In ihrer vom Kreuz überragten Laternenspitze erreicht die Kuppel die stattliche Höhe von 105 m. Die kolossalen Wetterfahnen auf den Türmen, welche unsere Leser auf S. 322 dieses Jahrganges in Wort und Bild beschrieben finden, mußten wegen ihrer ungeheuren Schwere auf Rollenlager gesetzt werden, ein Verfahren, das zu diesem Zweck hier zum erstenmal Anwendung gefunden hat.

Die Kuppel wölbt sich über den Mittelbau, die eigentliche Haupt- und Predigtkirche. Nach Süden zu ist ihr die saalförmige Tauf- und Traukirche vorgelagert mit einem Zugang von der Schloßseite her. Hier ist auch der allgemeine Eingang für den kaiserlichen Hof vorgesehen. Zwei Statuen von Lessing, Hoffnung und Liebe, schmücken diese Front. Auf der Wasserseite stehen Johannes der Täufer von Vogel und Moses von Janensch. Hier haben in Wandnischen auch die beiden Kupferstatuen aus dem alten Dom ihren Platz gefunden. Die Nordseite der Anlage bildet die ebenfalls mit Kupfer eingedeckte auf unserm Bilde deutlich sichtbare Grabkirche der Hohenzollern. Ihren Haupteingang hat sie unter dem Nordturm der Vorhalle. Gleich rechts von diesem Eingang wird der vom Kaiser geplante Bismarcksarkophag seine Aufstellung finden. Die mittelste Kapelle, deren Fenster und Giebel auf unserm Bilde erscheinen, ist vom Kaiser für seine eigene Person ausgewählt worden. In der Mitte der Grabeskirche wird ein Sarkophag Aufstellung finden, welcher zur Aufnahme der Särge während künftiger Beisetzungsfeierlichkeiten bestimmt ist. Eine breite Marmortreppe ist geplant, welche von der Denkmalskirche in die Kellerräume der Gruft hinabführt. In dieser werden die neunzig Särge untergebracht werden, welche früher im alten Dom standen und jetzt in der Interimskirche im Monbijoupark vorläufig ein Unterkommen gefunden haben.

Das für die Fassade verwandte Material ist gelblichweißer schlesischer Sandstein, hauptsächlich aus der Gegend von Cudowa. Nur [560] in dem unteren Teile ist schlesischer und bei der Gruftkirche auch bayrischer Granit verwandt worden.

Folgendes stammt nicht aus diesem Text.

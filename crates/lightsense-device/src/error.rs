//! Error types for device sessions and measurement.

use lightsense_protocol::{ProtocolError, Response};
use std::sync::Arc;
use thiserror::Error;

/// Errors from configuration sessions and poller control.
#[derive(Debug, Error)]
pub enum DeviceError {
    /// Protocol exchange failed.
    #[error(transparent)]
    Protocol(#[from] ProtocolError),

    /// The connector could not open a link.
    #[error("failed to connect to {device}: {source}")]
    Connect {
        /// Connector identity.
        device: String,
        /// Underlying I/O error.
        source: std::io::Error,
    },

    /// Channel index outside the instrument's slots.
    #[error("channel {channel} out of range (0..{count})")]
    InvalidChannel {
        /// Requested channel.
        channel: u8,
        /// Number of channels.
        count: u8,
    },

    /// User-supplied parameter text did not parse.
    #[error("invalid {param} value {text:?}: expected {expected}")]
    InvalidParameter {
        /// Parameter name.
        param: &'static str,
        /// The rejected text.
        text: String,
        /// Expected value type.
        expected: &'static str,
    },

    /// The voltage reference must be calibrated before this operation.
    #[error("internal voltage reference is not calibrated")]
    ReferenceNotCalibrated,

    /// The poller thread could not be spawned.
    #[error("failed to spawn poller thread: {0}")]
    Spawn(#[source] std::io::Error),
}

/// Reason a measurement loop ended on its own.
///
/// Cloneable so the poller can hand the same error to the callback and to
/// the joining caller.
#[derive(Debug, Clone, Error)]
pub enum MeasurementError {
    /// The instrument reported `CHECK_FAILED`.
    #[error("supply voltage dropped below the acceptable limit")]
    VoltageCheckFailed,

    /// The instrument reported `NO_CONF_SELECTED`.
    #[error("no channel configuration selected")]
    NoConfigurationSelected,

    /// A sample reply was neither a value nor a known sentinel.
    #[error("unexpected sample response: {0}")]
    UnexpectedResponse(Response),

    /// Protocol failure while sampling.
    #[error("{0}")]
    Protocol(Arc<ProtocolError>),

    /// Writing a value to the sink failed.
    #[error("failed to record value: {0}")]
    Sink(Arc<std::io::Error>),

    /// The worker thread panicked.
    #[error("measurement thread panicked")]
    ThreadPanicked,
}

impl MeasurementError {
    /// Short stable label for metrics.
    pub fn reason(&self) -> &'static str {
        match self {
            MeasurementError::VoltageCheckFailed => "voltage_check_failed",
            MeasurementError::NoConfigurationSelected => "no_configuration_selected",
            MeasurementError::UnexpectedResponse(_) => "unexpected_response",
            MeasurementError::Protocol(e) => e.kind_label(),
            MeasurementError::Sink(_) => "sink",
            MeasurementError::ThreadPanicked => "panicked",
        }
    }
}

impl From<ProtocolError> for MeasurementError {
    fn from(e: ProtocolError) -> Self {
        MeasurementError::Protocol(Arc::new(e))
    }
}

/// Result type alias for device operations.
pub type DeviceResult<T> = Result<T, DeviceError>;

Während sich das Aeußere schon recht stattlich ausnimmt, herrscht im Innern für ein Laienauge noch das Chaos. Rüstungen an den Wänden, Rüstungen bis in die Kuppelspitze hinein, Rüstungen überall. Von dem bunten Marmorbelag und den Mosaiken, die hier einst ein farbenprächtiges Bild geben sollen, ist noch nichts zu sehen. Wie die meisten derartigen Bauten, teilt auch der Dom das Schicksal, daß er nicht zur ursprünglich festgesetzten Zeit fertig werden wird. Die feierliche Eröffnung war für den Geburtstag des Kaisers, 27. Januar 1900, geplant. Jetzt ist sie vorläufig bis auf den Herbst 1902 verschoben.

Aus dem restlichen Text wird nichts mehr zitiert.